Saturday, August 9, 2014

The Big Five conferences get autonomy: Will college athletes reap the benefits?

Pay to Play?
The NCAA board of directors have voted (16-2) to grant autonomy to the Big Five college football conferences.

The Big 12, ACC, Pac 12, SEC and Big 10 are now empowered to govern themselves and push through rules changes as they see fit.

Make no doubt about it, this is a huge seismic shift in college sports as we know it -- and not just football. The three R's -- repercussions, reverberations and ramifications are epic.

Some are saying, this is the biggest college sport decision since the landmark Title IX. 

When I attended the ACC Media Days this past July 20-21 in Greensboro, NC, ACC commissioner John Swoford addressed the Big Five demands and confidently declared:

“The good ship status quo has sailed.”

And as the NCAA big money makers, few doubted autonomy would be denied. Smart money was on them being granted authority to create a Big Five governing board, or saying adios to the NCAA Division I altogether.

Perhaps, other factors influencing the board of directors include.



Now, about the three R's: What does this decision mean?

Will players have a more prominent national voice?

Will athletic scholarships get redefined?

Will players receive stipends?

Will players receive compensation for usage of their likeness?

 National College Football Writer reports:

What issues will the Power 5 tackle on their own?

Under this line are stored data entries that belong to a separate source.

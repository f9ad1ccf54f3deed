//! Client facade
//!
//! `SftpBridge` wires the session pool, uploader, downloader and poll trigger
//! from a [`BridgeConfig`] and owns their lifecycles.

use std::path::Path;
use std::sync::Arc;

use parking_lot::Mutex;
use tokio::sync::broadcast;

use crate::config::BridgeConfig;
use crate::config::paths::expand_tilde;
use crate::error::{ConfigError, SftpError};
use crate::pool::{PoolSettings, SessionPool};
use crate::scheduler::{PollSchedule, PollTrigger};
use crate::sftp::{Connector, SftpConnector};
use crate::transfer::{
    BroadcastHandler, DownloadSettings, Downloader, FileNameGenerator, PollOutcome, SeenSet,
    TransferHandler, TransferRecord, UploadRecord, Uploader,
};

/// Buffered records per subscriber before slow receivers start lagging
const EVENT_CAPACITY: usize = 256;

pub struct SftpBridge {
    pool: Arc<SessionPool>,
    uploader: Uploader,
    downloader: Arc<Downloader>,
    schedule: PollSchedule,
    events: BroadcastHandler,
    trigger: Mutex<Option<PollTrigger>>,
}

impl std::fmt::Debug for SftpBridge {
    fn fmt(&self, f: &mut std::fmt::Formatter<'_>) -> std::fmt::Result {
        f.debug_struct("SftpBridge")
            .field("endpoint", &self.pool.endpoint())
            .field("schedule", &self.schedule.to_string())
            .field("running", &self.is_running())
            .finish()
    }
}

impl SftpBridge {
    /// Build a bridge that talks to the configured server over SSH.
    pub fn new(config: &BridgeConfig) -> Result<Self, ConfigError> {
        let connector = SftpConnector::from_config(&config.connection)?;
        Self::with_connector(config, Arc::new(connector))
    }

    /// Build a bridge on top of any transport.
    pub fn with_connector(
        config: &BridgeConfig,
        connector: Arc<dyn Connector>,
    ) -> Result<Self, ConfigError> {
        let download = DownloadSettings::from_config(&config.download)?;
        let schedule = config.download.poll_schedule()?;

        let seen = match &config.download.seen_store {
            Some(path) => SeenSet::open(expand_tilde(&path.to_string_lossy()))?,
            None => SeenSet::in_memory(),
        };

        let pool = Arc::new(SessionPool::new(connector, PoolSettings::from(&config.pool)));
        let uploader = Uploader::new(pool.clone(), config.upload.remote_directory.clone());
        let downloader = Arc::new(Downloader::new(pool.clone(), download, Arc::new(seen)));

        let events = BroadcastHandler::new(EVENT_CAPACITY);
        downloader.add_handler(Arc::new(events.clone()));

        Ok(Self {
            pool,
            uploader,
            downloader,
            schedule,
            events,
            trigger: Mutex::new(None),
        })
    }

    /// Replace the basename naming used for uploads.
    pub fn with_name_generator(mut self, naming: Arc<dyn FileNameGenerator>) -> Self {
        self.uploader = self.uploader.with_name_generator(naming);
        self
    }

    pub async fn upload(&self, path: impl AsRef<Path>) -> Result<UploadRecord, SftpError> {
        self.uploader.upload(path.as_ref()).await
    }

    /// Receive a record for every completed download.
    pub fn subscribe(&self) -> broadcast::Receiver<TransferRecord> {
        self.events.subscribe()
    }

    /// Register a handler. Handlers added after `start` see subsequent passes.
    pub fn add_handler(&self, handler: Arc<dyn TransferHandler>) {
        self.downloader.add_handler(handler);
    }

    /// Run one pass now. Returns `Skipped` if the trigger's pass is running.
    pub async fn poll_now(&self) -> Result<PollOutcome, SftpError> {
        self.downloader.poll_once().await
    }

    /// Start the poll trigger. Returns false if it was already running.
    pub fn start(&self) -> bool {
        let mut trigger = self.trigger.lock();
        if trigger.as_ref().is_some_and(PollTrigger::is_running) {
            return false;
        }
        *trigger = Some(PollTrigger::start(
            self.downloader.clone(),
            self.schedule.clone(),
        ));
        true
    }

    /// Stop polling, let an in-flight pass finish and close idle sessions.
    pub async fn stop(&self) {
        let trigger = self.trigger.lock().take();
        if let Some(trigger) = trigger {
            trigger.stop().await;
        }
        self.downloader.wait_idle().await;
        self.pool.close().await;
        tracing::info!(endpoint = %self.pool.endpoint(), "Bridge stopped");
    }

    pub fn is_running(&self) -> bool {
        self.trigger
            .lock()
            .as_ref()
            .is_some_and(PollTrigger::is_running)
    }

    pub fn schedule(&self) -> &PollSchedule {
        &self.schedule
    }

    pub fn pool(&self) -> &SessionPool {
        &self.pool
    }

    pub fn seen(&self) -> &SeenSet {
        self.downloader.seen()
    }
}
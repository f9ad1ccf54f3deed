//! Seams between the bridge and the remote filesystem.
//!
//! The russh-backed implementation lives in [`super::client`] and
//! [`super::session`]; tests plug in an in-memory remote.

use std::path::Path;

use async_trait::async_trait;

use crate::error::SftpError;

use super::types::RemoteEntry;

/// An authenticated, stateful channel to the remote server.
#[async_trait]
pub trait RemoteSession: Send + Sync {
    /// List the entries of a remote directory (without `.` and `..`).
    async fn list_dir(&self, path: &str) -> Result<Vec<RemoteEntry>, SftpError>;

    /// Copy a remote file to `local_path`, returning the byte count.
    async fn download(&self, remote_path: &str, local_path: &Path) -> Result<u64, SftpError>;

    /// Copy `local_path` to a remote file, replacing it if it exists.
    async fn upload(&self, local_path: &Path, remote_path: &str) -> Result<u64, SftpError>;

    async fn remove_file(&self, path: &str) -> Result<(), SftpError>;

    async fn exists(&self, path: &str) -> Result<bool, SftpError>;

    /// False once the underlying connection has gone away.
    fn is_healthy(&self) -> bool;

    async fn close(&self);
}

/// Opens new sessions to one remote endpoint.
#[async_trait]
pub trait Connector: Send + Sync {
    async fn connect(&self) -> Result<Box<dyn RemoteSession>, SftpError>;

    /// `user@host:port`, for log lines
    fn endpoint(&self) -> String;
}
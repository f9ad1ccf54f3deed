mod args;

use std::process::ExitCode;
use std::sync::Arc;

use anyhow::Context;
use clap::Parser;
use futures::future::join_all;

use sftp_bridge::config::paths;
use sftp_bridge::transfer::LoggingHandler;
use sftp_bridge::{BridgeConfig, PollOutcome, SftpBridge};

use args::{Args, Command};

#[tokio::main]
async fn main() -> anyhow::Result<ExitCode> {
    let args = Args::parse();

    let log_dir = match &args.log_dir {
        Some(dir) => std::fs::create_dir_all(dir).ok().map(|_| dir.clone()),
        None => paths::ensure_log_dir().ok(),
    };
    let _guard = sftp_bridge::logging::init_logging(log_dir.clone(), args.verbose);
    if let Some(dir) = &log_dir {
        tracing::debug!("Logging to {}", dir.display());
    }

    let config = match &args.config {
        Some(path) => BridgeConfig::load_from(path),
        None => BridgeConfig::load(),
    }
    .context("Failed to load configuration")?;

    let bridge = SftpBridge::new(&config).context("Failed to set up bridge")?;
    tracing::info!(?bridge, "Bridge ready");

    match args.command {
        Command::Run => run(bridge).await,
        Command::Upload { files } => upload(&bridge, files).await,
        Command::Poll => poll(bridge).await,
    }
}

async fn run(bridge: SftpBridge) -> anyhow::Result<ExitCode> {
    bridge.add_handler(Arc::new(LoggingHandler));
    bridge.start();

    tokio::signal::ctrl_c()
        .await
        .context("Failed to listen for Ctrl-C")?;
    tracing::info!("Shutting down");

    bridge.stop().await;
    Ok(ExitCode::SUCCESS)
}

async fn upload(bridge: &SftpBridge, files: Vec<std::path::PathBuf>) -> anyhow::Result<ExitCode> {
    let results = join_all(files.iter().map(|file| bridge.upload(file))).await;

    let mut failed = 0;
    for (file, result) in files.iter().zip(results) {
        match result {
            Ok(record) => println!(
                "{} -> {} ({} bytes)",
                file.display(),
                record.remote_path,
                record.size
            ),
            Err(e) => {
                tracing::error!(file = %file.display(), "Upload failed: {}", e);
                eprintln!("{}: {}", file.display(), e);
                failed += 1;
            }
        }
    }

    bridge.stop().await;
    Ok(if failed == 0 {
        ExitCode::SUCCESS
    } else {
        ExitCode::FAILURE
    })
}

async fn poll(bridge: SftpBridge) -> anyhow::Result<ExitCode> {
    bridge.add_handler(Arc::new(LoggingHandler));
    let outcome = bridge.poll_now().await.context("Polling failed")?;
    bridge.stop().await;

    if let PollOutcome::Completed(report) = outcome {
        println!(
            "downloaded {}, skipped {}, filtered {}, failed {}",
            report.downloaded, report.skipped_seen, report.filtered_out, report.failed
        );
        if report.failed > 0 {
            return Ok(ExitCode::FAILURE);
        }
    }
    Ok(ExitCode::SUCCESS)
}
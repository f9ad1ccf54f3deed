//! Caching session factory.
//!
//! Sessions are opened lazily through a [`Connector`], handed out one caller
//! at a time and parked in an idle list when released. Sequential callers
//! therefore share a single session; concurrent callers get their own, up to
//! `max_sessions`.

use std::ops::Deref;
use std::sync::Arc;
use std::sync::atomic::{AtomicUsize, Ordering};
use std::time::{Duration, Instant};

use parking_lot::Mutex;
use tokio::sync::{OwnedSemaphorePermit, Semaphore};
use tokio::time::timeout;

use crate::config::PoolConfig;
use crate::error::SftpError;
use crate::sftp::{Connector, RemoteSession};

#[derive(Debug, Clone, Copy)]
pub struct PoolSettings {
    pub max_sessions: usize,
    pub idle_timeout: Duration,
    pub checkout_timeout: Duration,
}

impl Default for PoolSettings {
    fn default() -> Self {
        Self::from(&PoolConfig::default())
    }
}

impl From<&PoolConfig> for PoolSettings {
    fn from(config: &PoolConfig) -> Self {
        Self {
            max_sessions: config.max_sessions.max(1),
            idle_timeout: Duration::from_secs(config.idle_timeout_secs),
            checkout_timeout: Duration::from_secs(config.checkout_timeout_secs),
        }
    }
}

struct IdleSession {
    session: Box<dyn RemoteSession>,
    since: Instant,
}

/// A session checked out of the pool.
///
/// Hand it back with [`SessionPool::release`] or [`SessionPool::invalidate`].
/// Dropping it instead frees the slot and closes the session.
pub struct PooledSession {
    session: Option<Box<dyn RemoteSession>>,
    _permit: OwnedSemaphorePermit,
}

impl std::fmt::Debug for PooledSession {
    fn fmt(&self, f: &mut std::fmt::Formatter<'_>) -> std::fmt::Result {
        f.debug_struct("PooledSession")
            .field("live", &self.session.is_some())
            .finish()
    }
}

impl Deref for PooledSession {
    type Target = dyn RemoteSession;

    fn deref(&self) -> &Self::Target {
        match &self.session {
            Some(session) => session.as_ref(),
            // Only release/invalidate take the session, and both consume self
            None => unreachable!("pooled session used after release"),
        }
    }
}

impl Drop for PooledSession {
    fn drop(&mut self) {
        let Some(session) = self.session.take() else {
            return;
        };
        match tokio::runtime::Handle::try_current() {
            Ok(rt) => {
                rt.spawn(async move {
                    session.close().await;
                });
            }
            Err(_) => {
                tracing::debug!("Pooled session dropped without a Tokio runtime; close skipped");
            }
        }
    }
}

pub struct SessionPool {
    connector: Arc<dyn Connector>,
    idle: Mutex<Vec<IdleSession>>,
    permits: Arc<Semaphore>,
    settings: PoolSettings,
    opened: AtomicUsize,
}

impl std::fmt::Debug for SessionPool {
    fn fmt(&self, f: &mut std::fmt::Formatter<'_>) -> std::fmt::Result {
        f.debug_struct("SessionPool")
            .field("endpoint", &self.connector.endpoint())
            .field("settings", &self.settings)
            .field("idle", &self.idle.lock().len())
            .finish()
    }
}

impl SessionPool {
    pub fn new(connector: Arc<dyn Connector>, settings: PoolSettings) -> Self {
        let settings = PoolSettings {
            max_sessions: settings.max_sessions.max(1),
            ..settings
        };
        Self {
            connector,
            idle: Mutex::new(Vec::new()),
            permits: Arc::new(Semaphore::new(settings.max_sessions)),
            settings,
            opened: AtomicUsize::new(0),
        }
    }

    pub fn endpoint(&self) -> String {
        self.connector.endpoint()
    }

    /// Check out a session, reusing an idle one when possible.
    pub async fn acquire(&self) -> Result<PooledSession, SftpError> {
        let permit = match timeout(
            self.settings.checkout_timeout,
            self.permits.clone().acquire_owned(),
        )
        .await
        {
            Ok(Ok(permit)) => permit,
            Ok(Err(_)) => return Err(SftpError::Connect("session pool is closed".to_string())),
            Err(_) => {
                return Err(SftpError::Connect(format!(
                    "no session available for {} within {}s",
                    self.connector.endpoint(),
                    self.settings.checkout_timeout.as_secs()
                )));
            }
        };

        self.evict_idle().await;

        loop {
            // Most recently released first; it is the least likely to be stale
            let candidate = self.idle.lock().pop();
            match candidate {
                Some(idle) if idle.session.is_healthy() => {
                    return Ok(PooledSession {
                        session: Some(idle.session),
                        _permit: permit,
                    });
                }
                Some(idle) => {
                    tracing::debug!("Discarding broken idle session");
                    idle.session.close().await;
                }
                None => break,
            }
        }

        let session = self.connector.connect().await?;
        let opened = self.opened.fetch_add(1, Ordering::SeqCst) + 1;
        tracing::debug!(
            endpoint = %self.connector.endpoint(),
            opened,
            "Opened new SFTP session"
        );

        Ok(PooledSession {
            session: Some(session),
            _permit: permit,
        })
    }

    /// Return a session for reuse. Broken sessions are closed instead.
    pub async fn release(&self, mut pooled: PooledSession) {
        let Some(session) = pooled.session.take() else {
            return;
        };
        if session.is_healthy() {
            self.idle.lock().push(IdleSession {
                session,
                since: Instant::now(),
            });
        } else {
            tracing::debug!("Closing unhealthy session on release");
            session.close().await;
        }
        drop(pooled);
    }

    /// Close a session after a connection-level error so the next
    /// `acquire` reconnects.
    pub async fn invalidate(&self, mut pooled: PooledSession) {
        if let Some(session) = pooled.session.take() {
            tracing::debug!(endpoint = %self.connector.endpoint(), "Invalidating session");
            session.close().await;
        }
    }

    /// Release on success, invalidate on connection-level failure.
    pub async fn finish<T>(
        &self,
        pooled: PooledSession,
        result: &Result<T, SftpError>,
    ) {
        match result {
            Err(e) if e.is_connection_level() => self.invalidate(pooled).await,
            _ => self.release(pooled).await,
        }
    }

    /// Close idle sessions older than the idle timeout.
    pub async fn evict_idle(&self) -> usize {
        let expired: Vec<IdleSession> = {
            let mut idle = self.idle.lock();
            let (expired, keep): (Vec<_>, Vec<_>) = idle
                .drain(..)
                .partition(|s| s.since.elapsed() >= self.settings.idle_timeout);
            *idle = keep;
            expired
        };

        let count = expired.len();
        for idle in expired {
            idle.session.close().await;
        }
        if count > 0 {
            tracing::debug!(count, "Evicted idle sessions");
        }
        count
    }

    /// Close every idle session.
    pub async fn close(&self) {
        let idle: Vec<IdleSession> = self.idle.lock().drain(..).collect();
        for entry in idle {
            entry.session.close().await;
        }
    }

    pub fn idle_count(&self) -> usize {
        self.idle.lock().len()
    }

    /// Number of sessions opened through the connector so far
    pub fn opened_count(&self) -> usize {
        self.opened.load(Ordering::SeqCst)
    }
}
//! Command-line argument parsing

use clap::{Parser, Subcommand};
use std::path::PathBuf;

/// SFTP file bridge
#[derive(Parser, Debug)]
#[command(author, version, about, long_about = None)]
pub struct Args {
    /// Config file (default: platform config dir, or $SFTP_BRIDGE_CONFIG)
    #[arg(short, long, global = true)]
    pub config: Option<PathBuf>,

    /// Directory for rolling log files (default: platform log dir, or $SFTP_BRIDGE_LOG_DIR)
    #[arg(long, global = true)]
    pub log_dir: Option<PathBuf>,

    /// Log at debug level (ignored when RUST_LOG is set)
    #[arg(short, long, global = true)]
    pub verbose: bool,

    #[command(subcommand)]
    pub command: Command,
}

#[derive(Subcommand, Debug)]
pub enum Command {
    /// Poll the remote directory on the configured schedule until Ctrl-C
    Run,
    /// Upload files to the remote upload directory
    Upload {
        #[arg(required = true)]
        files: Vec<PathBuf>,
    },
    /// Run a single polling pass and exit
    Poll,
}
//! SSH connection plumbing: credentials and host key verification.

pub mod auth;
pub mod handler;

pub use auth::Credential;
pub use handler::{ClientHandler, HostKeyPolicy};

The first big one is a cost of attendance stipend to cover the gap between an athletic scholarship and what financial aid offices determine to be the actual cost of attending college. Other topics could include medical coverage for athletes, time demands on athletes, allowing schools to pay for athletes' families to attend games, loosening the rules on contact between athletes and agents, and putting in dead periods when athletes can't officially workout at their school.

In the end analysis, college sports, particularly men's football and basketball, may be amateur sports but, they are billion dollar enterprises. Pulling back the NCAA curtain leads to discovery of the big profit reapers of college sports (note to readers, it ain't the main entertainers aka the players).

Players' issues, as delineated by Solomon, have historically been at best secondary or worse not even on the table. If autonomy gives the Big Five more juice and leverage to adequately address these issues then it's a step in the right direction.

1 comment:

  1. A commission for usage of their likeness, I could see where that could work in theory. But then it's a question of popularity and whose likeness is being used. Men will be exponentially more popular than women. Football and basketball players will be far more popular than other collegiate sports. So, after a few years when women start complaining that it's unfair, what's to be done? Split the money evenly amongst everyone? Or when MD's football team fusses because the basketball players are earning money and they're not, what's to be done?

    There is a lot of greed going on in the NCAA that there's really no need for. Plenty of reports and studies show how much money is wasted and paid to people who treat it like a business. However, I'm not sure paying the players is the answer here.

    One thing the system was before it became about the money, it was fair. There wasn't a lot of money. Nobody got paid a lot, and no player was allowed to seek outside payment. Television contracts and bowl games -- these are fairly new phenomena, and unfortunately a few fat cats exploit it.

    But are they exploiting the kids? That's the question. I mean, our love affair for football is such in America that high-school ball could easily be a billion-dollar enterprise with the right television contracts. Jerseys, video games, broadcast events, etc -- 15-year-olds could be in that spotlight. Pay them too? I don't know; this is a nuanced, layered, deeper subject than it appears.

    The kids are receiving an education. They're playing a sport they love. They're receiving nationwide exposure. They're becoming celebrities with huge cache. Their hard work is enabling colleges to offer more sports that don't get money otherwise. The downside: They don't get paid.

    I think the only answer is to allow the student athletes to seek payment from wherever they wish. Paying athletes wouldn't work because it would necessarily result in a meritocracy, which isn't really the philosophical leanings of those who feel these kids are being exploited.

    Greedmongers figured out a way to exploit the surging system, but IMO they're not exploiting the kids. They're hindering the kids by imposing strict, nonsensical rules on them.